*Exercise brief:*
Nothing but the lines from the start of the entries through the line containing "const DEFAULT_REDIRECT_CODE: u16 = 302;" should appear in the answer, each given exactly.

Saved data entries:
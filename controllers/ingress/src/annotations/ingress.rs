//! Frontend rules derived from ingress annotations.
//!
//! Every handler validates its own annotations. An invalid value skips that
//! rule only; the rest of the ingress is still applied.

use super::{lines, parse_ip_list, parse_size, Annotations};
use crate::error::{ControllerError, ErrorPool};
use crate::rules::Rule;
use crate::store::K8sStore;
use crate::utils::split_ns_name;
use haproxy_client::{User, Userlist};
use tracing::warn;

const DEFAULT_REDIRECT_CODE: u16 = 302;
const DEFAULT_CAPTURE_LEN: u32 = 128;
const DEFAULT_AUTH_REALM: &str = "Protected Content";
const DEFAULT_RATE_LIMIT_SIZE: &str = "100k";
const DEFAULT_RATE_LIMIT_STATUS: u16 = 403;
const RATE_LIMIT_PREFIX: &str = "RateLimit-";

/// Stick table backend tracking request rates over one period.
#[derive(Debug, Clone, PartialEq, Eq)]
pub struct RateLimitTable {
    pub name: String,
    pub stick_table: String,
}

/// Annotation derived settings of one ingress.
#[derive(Debug, Default)]
pub struct IngressSettings {
    /// Rules for the HTTP and HTTPS frontends
    pub rules: Vec<Rule>,
    /// Rules for the plain HTTP frontend only
    pub http_rules: Vec<Rule>,
    pub userlist: Option<Userlist>,
    pub rate_limit: Option<RateLimitTable>,
    pub ssl_passthrough: bool,
    pub route_acl: Option<String>,
}

/// Ingress facts the handlers need.
#[derive(Debug, Clone, Copy)]
pub struct IngressContext<'a> {
    pub namespace: &'a str,
    pub name: &'a str,
    pub has_tls: bool,
    pub allow_ssl_passthrough: bool,
}

pub fn parse(ann: &Annotations<'_>, ctx: IngressContext<'_>, store: &K8sStore, errors: &mut ErrorPool) -> IngressSettings {
    let mut settings = IngressSettings::default();

    if let Some(passthrough) = errors.collect(ann.bool("ssl-passthrough")).flatten() {
        if passthrough && !ctx.allow_ssl_passthrough {
            warn!(ingress = %ctx.name, "ssl-passthrough disabled on this controller, ignored");
        } else {
            settings.ssl_passthrough = passthrough;
        }
    }
    if settings.ssl_passthrough {
        // TCP routed, none of the HTTP rules apply
        return settings;
    }

    if let Some(rule) = errors.collect(ssl_redirect(ann, ctx)).flatten() {
        settings.http_rules.push(rule);
    }
    if let Some(rule) = errors.collect(request_redirect(ann)).flatten() {
        settings.rules.push(rule);
    }
    if let Some(header) = ann.get("src-ip-header") {
        settings.rules.push(Rule::SetSrc {
            header: header.to_string(),
        });
    }
    if let Some(rule) = errors.collect(access_list(ann)).flatten() {
        settings.rules.push(rule);
    }
    if let Some((rules, table)) = errors.collect(rate_limit(ann)).flatten() {
        settings.rules.extend(rules);
        settings.rate_limit = Some(table);
    }
    if let Some((rule, userlist)) = errors.collect(basic_auth(ann, ctx, store)).flatten() {
        settings.rules.push(rule);
        settings.userlist = Some(userlist);
    }
    if let Some(rules) = errors.collect(request_capture(ann)) {
        settings.rules.extend(rules);
    }
    if let Some(host) = ann.get("set-host") {
        settings.rules.push(Rule::SetHeader {
            name: "Host".to_string(),
            fmt: host.to_string(),
        });
    }
    if let Some(rules) = errors.collect(set_headers(ann, "request-set-header", false)) {
        settings.rules.extend(rules);
    }
    if let Some(rule) = errors.collect(path_rewrite(ann)).flatten() {
        settings.rules.push(rule);
    }
    if let Some(rules) = errors.collect(cors(ann)) {
        settings.rules.extend(rules);
    }
    if let Some(rules) = errors.collect(set_headers(ann, "response-set-header", true)) {
        settings.rules.extend(rules);
    }
    settings.route_acl = ann.get("route-acl").map(ToString::to_string);
    settings
}

fn redirect_code(ann: &Annotations<'_>, name: &str) -> Result<u16, ControllerError> {
    let Some(value) = ann.get(name) else {
        return Ok(DEFAULT_REDIRECT_CODE);
    };
    match value.parse::<u16>() {
        Ok(code @ (301 | 302 | 303 | 307 | 308)) => Ok(code),
        _ => Err(ControllerError::validation(name, value, "expected a 3xx redirect code")),
    }
}

/// Redirects plain HTTP to HTTPS. Enabled by default for ingresses with TLS.
fn ssl_redirect(ann: &Annotations<'_>, ctx: IngressContext<'_>) -> Result<Option<Rule>, ControllerError> {
    let enabled = ann.bool("ssl-redirect")?.unwrap_or(ctx.has_tls);
    if !enabled {
        return Ok(None);
    }
    let code = redirect_code(ann, "ssl-redirect-code")?;
    let cond = Some("!{ ssl_fc }".to_string());
    let rule = match ann.get("ssl-redirect-port") {
        Some(port) => {
            let port: u16 = port
                .parse()
                .map_err(|e| ControllerError::validation("ssl-redirect-port", port, e))?;
            Rule::Redirect {
                kind: "location".to_string(),
                value: format!("https://%[hdr(host),field(1,:)]:{port}%[capture.req.uri]"),
                code,
                cond,
            }
        }
        None => Rule::Redirect {
            kind: "scheme".to_string(),
            value: "https".to_string(),
            code,
            cond,
        },
    };
    Ok(Some(rule))
}

fn request_redirect(ann: &Annotations<'_>) -> Result<Option<Rule>, ControllerError> {
    let Some(target) = ann.get("request-redirect") else {
        return Ok(None);
    };
    if target.contains(char::is_whitespace) {
        return Err(ControllerError::validation("request-redirect", target, "expected host[:port]"));
    }
    Ok(Some(Rule::Redirect {
        kind: "location".to_string(),
        value: format!("%[ssl_fc,iif(https,http)]://{target}%[capture.req.uri]"),
        code: redirect_code(ann, "request-redirect-code")?,
        cond: None,
    }))
}

fn access_list(ann: &Annotations<'_>) -> Result<Option<Rule>, ControllerError> {
    if let Some((name, value)) = ann.get_any(&["allow-list", "whitelist"]) {
        return Ok(Some(Rule::Deny {
            src_ips: parse_ip_list(name, value)?,
            allow_list: true,
        }));
    }
    if let Some((name, value)) = ann.get_any(&["deny-list", "blacklist"]) {
        return Ok(Some(Rule::Deny {
            src_ips: parse_ip_list(name, value)?,
            allow_list: false,
        }));
    }
    Ok(None)
}

/// Track and deny rules plus the stick table they share. A period or size
/// without a request limit is ignored.
fn rate_limit(ann: &Annotations<'_>) -> Result<Option<(Vec<Rule>, RateLimitTable)>, ControllerError> {
    let Some(requests) = ann.u64("rate-limit-requests")? else {
        return Ok(None);
    };
    let period = ann
        .duration("rate-limit-period")?
        .unwrap_or(std::time::Duration::from_secs(1));
    let size = match ann.get("rate-limit-size") {
        Some(size) => parse_size("rate-limit-size", size)?,
        None => DEFAULT_RATE_LIMIT_SIZE.to_string(),
    };
    let status = match ann.get("rate-limit-status-code") {
        Some(value) => value
            .parse::<u16>()
            .ok()
            .filter(|code| (100..600).contains(code))
            .ok_or_else(|| ControllerError::validation("rate-limit-status-code", value, "expected an HTTP status"))?,
        None => DEFAULT_RATE_LIMIT_STATUS,
    };

    let millis = period.as_millis();
    let table = RateLimitTable {
        name: format!("{RATE_LIMIT_PREFIX}{millis}"),
        stick_table: format!("type ip size {size} store http_req_rate({millis}ms)"),
    };
    let rules = vec![
        Rule::Track {
            table: table.name.clone(),
            key: "src".to_string(),
        },
        Rule::RateLimit {
            table: table.name.clone(),
            requests,
            status,
        },
    ];
    Ok(Some((rules, table)))
}

fn basic_auth(
    ann: &Annotations<'_>,
    ctx: IngressContext<'_>,
    store: &K8sStore,
) -> Result<Option<(Rule, Userlist)>, ControllerError> {
    let Some(auth_type) = ann.get("auth-type") else {
        return Ok(None);
    };
    if auth_type != "basic-auth" {
        return Err(ControllerError::validation("auth-type", auth_type, "only basic-auth is supported"));
    }
    let secret_ref = ann
        .get("auth-secret")
        .ok_or_else(|| ControllerError::validation("auth-secret", "", "required with auth-type"))?;
    let (ns, name) = split_ns_name(secret_ref, ctx.namespace)?;
    let secret = store
        .secret(ns, name)
        .ok_or_else(|| ControllerError::NotFound(format!("auth secret {ns}/{name}")))?;

    let users: Vec<User> = secret
        .data
        .iter()
        .map(|(user, password)| User {
            name: user.clone(),
            password: String::from_utf8_lossy(password).trim().to_string(),
            secure: true,
        })
        .filter(|user| !user.password.is_empty())
        .collect();
    if users.is_empty() {
        return Err(ControllerError::validation("auth-secret", secret_ref, "secret holds no credentials"));
    }

    let userlist = Userlist {
        name: format!("{ns}-{name}"),
        users,
    };
    let rule = Rule::Auth {
        userlist: userlist.name.clone(),
        realm: ann.get("auth-realm").unwrap_or(DEFAULT_AUTH_REALM).replace('"', ""),
    };
    Ok(Some((rule, userlist)))
}

fn request_capture(ann: &Annotations<'_>) -> Result<Vec<Rule>, ControllerError> {
    let Some(samples) = ann.get("request-capture") else {
        return Ok(Vec::new());
    };
    let len = match ann.get("request-capture-len") {
        Some(len) => len
            .parse::<u32>()
            .map_err(|e| ControllerError::validation("request-capture-len", len, e))?,
        None => DEFAULT_CAPTURE_LEN,
    };
    Ok(lines(samples)
        .into_iter()
        .map(|sample| Rule::Capture { sample, len })
        .collect())
}

/// One `Name value` pair per line.
fn set_headers(ann: &Annotations<'_>, name: &str, response: bool) -> Result<Vec<Rule>, ControllerError> {
    let Some(value) = ann.get(name) else {
        return Ok(Vec::new());
    };
    let mut rules = Vec::new();
    for line in lines(value) {
        let (header, fmt) = line
            .split_once(char::is_whitespace)
            .ok_or_else(|| ControllerError::validation(name, &line, "expected 'Header value'"))?;
        let fmt = format!("\"{}\"", fmt.trim().trim_matches('"'));
        let header = header.to_string();
        rules.push(if response {
            Rule::ResponseSetHeader { name: header, fmt }
        } else {
            Rule::SetHeader { name: header, fmt }
        });
    }
    Ok(rules)
}

/// `/new` sets the path, `^/old/(.*) /new/\1` rewrites it.
fn path_rewrite(ann: &Annotations<'_>) -> Result<Option<Rule>, ControllerError> {
    let Some(value) = ann.get("path-rewrite") else {
        return Ok(None);
    };
    let parts: Vec<&str> = value.split_whitespace().collect();
    match parts.as_slice() {
        [fmt] => Ok(Some(Rule::PathRewrite {
            regex: None,
            fmt: (*fmt).to_string(),
        })),
        [regex, fmt] => Ok(Some(Rule::PathRewrite {
            regex: Some((*regex).to_string()),
            fmt: (*fmt).to_string(),
        })),
        _ => Err(ControllerError::validation("path-rewrite", value, "expected 'path' or 'regex replacement'")),
    }
}

fn cors(ann: &Annotations<'_>) -> Result<Vec<Rule>, ControllerError> {
    if !ann.bool("cors-enable")?.unwrap_or(false) {
        return Ok(Vec::new());
    }
    let header = |name: &str, value: &str| Rule::ResponseSetHeader {
        name: name.to_string(),
        fmt: format!("\"{value}\""),
    };
    let mut rules = vec![
        header("Access-Control-Allow-Origin", ann.get("cors-allow-origin").unwrap_or("*")),
        header("Access-Control-Allow-Methods", ann.get("cors-allow-methods").unwrap_or("*")),
        header("Access-Control-Allow-Headers", ann.get("cors-allow-headers").unwrap_or("*")),
    ];
    if ann.bool("cors-allow-credentials")?.unwrap_or(false) {
        rules.push(header("Access-Control-Allow-Credentials", "true"));
    }
    let max_age = ann
        .duration("cors-max-age")?
        .unwrap_or(std::time::Duration::from_secs(5));
    rules.push(header("Access-Control-Max-Age", &max_age.as_secs().to_string()));
    rules.push(Rule::ReturnStatus {
        status: 204,
        cond: Some("METH_OPTIONS".to_string()),
    });
    Ok(rules)
}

*Completed exercise:*
filename controllers/ingress/src/annotations/ingress.rs
//! Frontend rules derived from ingress annotations.
//!
//! Every handler validates its own annotations. An invalid value skips that
//! rule only; the rest of the ingress is still applied.

use super::{lines, parse_ip_list, parse_size, Annotations};
use crate::error::{ControllerError, ErrorPool};
use crate::rules::Rule;
use crate::store::K8sStore;
use crate::utils::split_ns_name;
use haproxy_client::{User, Userlist};
use tracing::warn;

const DEFAULT_REDIRECT_CODE: u16 = 302;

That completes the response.